North Korea denounced on Tuesday the United States' approval of South Korea's nuclear-powered submarine push, warning it would trigger a 'nuclear domino' in the region. This marks Pyongyang's first response to the joint fact sheet released last Friday on outcomes from summits between the two allies' leaders. North Korea labeled the document as formalizing a confrontational stance and vowed countermeasures.
North Korea issued a strong rebuke on Tuesday via the Korean Central News Agency (KCNA) against the joint fact sheet released by South Korea and the United States. The document summarizes outcomes from summits between President Lee Jae Myung and U.S. President Donald Trump in August and October, alongside a joint communique from their annual defense talks in early November.
Pyongyang described the U.S. approval of South Korea's nuclear-powered submarine initiative as a 'serious development' that destabilizes security in the Asia-Pacific region.

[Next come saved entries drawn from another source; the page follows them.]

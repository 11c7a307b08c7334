//! Deep merge for YAML configuration values.
//!
//! `.tether/config.local.yml` is layered over `.tether/config.yml`.
//!
//! # Merge Rules
//!
//! - Mappings are merged recursively
//! - Sequences are replaced entirely
//! - Null values in the overlay delete the key, restoring the default
//! - Scalars in the overlay replace scalars in the base

use serde_yaml::Value;

/// Deep merge two YAML values.
///
/// `overlay` wins at the point of conflict.
pub fn deep_merge(base: &Value, overlay: &Value) -> Value {
    match (base, overlay) {
        (Value::Mapping(base_map), Value::Mapping(overlay_map)) => {
            let mut result = base_map.clone();

            for (key, overlay_value) in overlay_map {
                if overlay_value.is_null() {
                    result.remove(key);
                } else if let Some(base_value) = base_map.get(key) {
                    result.insert(key.clone(), deep_merge(base_value, overlay_value));
                } else {
                    result.insert(key.clone(), overlay_value.clone());
                }
            }

            Value::Mapping(result)
        }

        (_, overlay) => overlay.clone(),
    }
}

/// Merge configs in order (later overrides earlier).
pub fn merge_configs(configs: &[Value]) -> Value {
    configs
        .iter()
        .fold(Value::Mapping(Default::default()), |acc, config| {
            deep_merge(&acc, config)
        })
}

The KCNA stated, "The ROK's possession of nuclear submarine is a strategic move for 'its own nuclear weaponization' and this is bound to cause a 'nuclear domino phenomenon' in the region and spark a hot arms race," using the acronym for South Korea's formal name, the Republic of Korea.
It also condemned U.S. support for South Korea's efforts to secure uranium enrichment and spent nuclear fuel reprocessing capabilities as "laying a springboard for" Seoul to become a "quasi-nuclear weapons state." North Korea lashed out at the allies' commitment to the North's 'complete denuclearization,' calling it "the most vivid manifestation" of the Trump administration's policy.

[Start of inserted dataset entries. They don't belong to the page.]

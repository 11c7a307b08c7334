//! Version extraction from tool output.

use regex::Regex;
use std::fmt;
use std::sync::LazyLock;

static RE_VERSION: LazyLock<Regex> =
    LazyLock::new(|| Regex::new(r"(\d+)\.(\d+)(?:\.(\d+))?").unwrap());

/// A dotted numeric version (`major.minor[.patch]`).
#[derive(Debug, Clone, Copy, PartialEq, Eq, PartialOrd, Ord)]
pub struct Version {
    pub major: u32,
    pub minor: u32,
    pub patch: u32,
}

impl Version {
    /// Parse the first version-looking token in `text`.
    ///
    /// Accepts bare versions (`3.8`) and tool banners (`Python 3.10.12`,
    /// `pip 23.0.1 from /usr/lib/python3/dist-packages/pip (python 3.11)`).
    pub fn parse(text: &str) -> Option<Self> {
        let caps = RE_VERSION.captures(text)?;
        Some(Self {
            major: caps[1].parse().ok()?,
            minor: caps[2].parse().ok()?,
            patch: caps
                .get(3)
                .map(|m| m.as_str().parse())
                .transpose()
                .ok()?
                .unwrap_or(0),
        })
    }
}

impl fmt::Display for Version {
    fn fmt(&self, f: &mut fmt::Formatter<'_>) -> fmt::Result {
        write!(f, "{}.{}.{}", self.major, self.minor, self.patch)
    }
}

/// Extract a version string from command output, as written by the tool.
pub fn extract_version(output: &str) -> Option<String> {
    RE_VERSION
        .find(output)
        .map(|m| m.as_str().to_string())
}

"This is an intensive expression of their confrontational will to deny the constitution of the DPRK to the last. It proves that their only option is confrontation with the DPRK," the North said, referring to its official name, the Democratic People's Republic of Korea. It claimed the fact sheet formalizes Washington and Seoul's hostile intentions as policy.

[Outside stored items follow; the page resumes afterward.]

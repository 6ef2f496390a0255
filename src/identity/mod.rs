// SPDX-License-Identifier: AGPL-3.0-or-later
//
// Copyright (C) 2026 Relational Network

//! # Identity Module
//!
//! Contracts with the outside world: the delegated-identity bridge and the
//! two remote services it exposes.
//!
//! ## Connect Flow
//!
//! 1. The view asks the session to connect with NFID or Internet Identity
//! 2. The [`IdentityBridge`] runs the delegated login
//! 3. Once its agent is ready, the bridge hands out:
//!    - a [`UserService`] handle (profile, role, KYC)
//!    - a [`LedgerService`] handle (wallet, funds, transfers)
//! 4. [`ActorGateway`] is a ready-made implementation of both services
//!    over an HTTPS JSON gateway

pub mod actor;
pub mod bridge;
pub mod gateway;
pub mod roles;

pub use actor::{ActorError, ActorResult, LedgerService, UserService, WireResult};
pub use bridge::{BridgeError, IdentityBridge};
pub use gateway::{ActorGateway, GatewayError};
pub use roles::Role;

"The DPRK will take more justified and realistic countermeasures to defend the sovereignty and security interests of the state and regional peace," the KCNA added.
The response appears measured, issued as a commentary rather than an official government statement, and avoids naming Trump or Lee directly. This comes amid Pyongyang's silence on Trump's repeated proposals to meet leader Kim Jong-un for resuming stalled diplomacy; Kim has previously indicated openness to U.S. talks without demanding denuclearization as a precondition.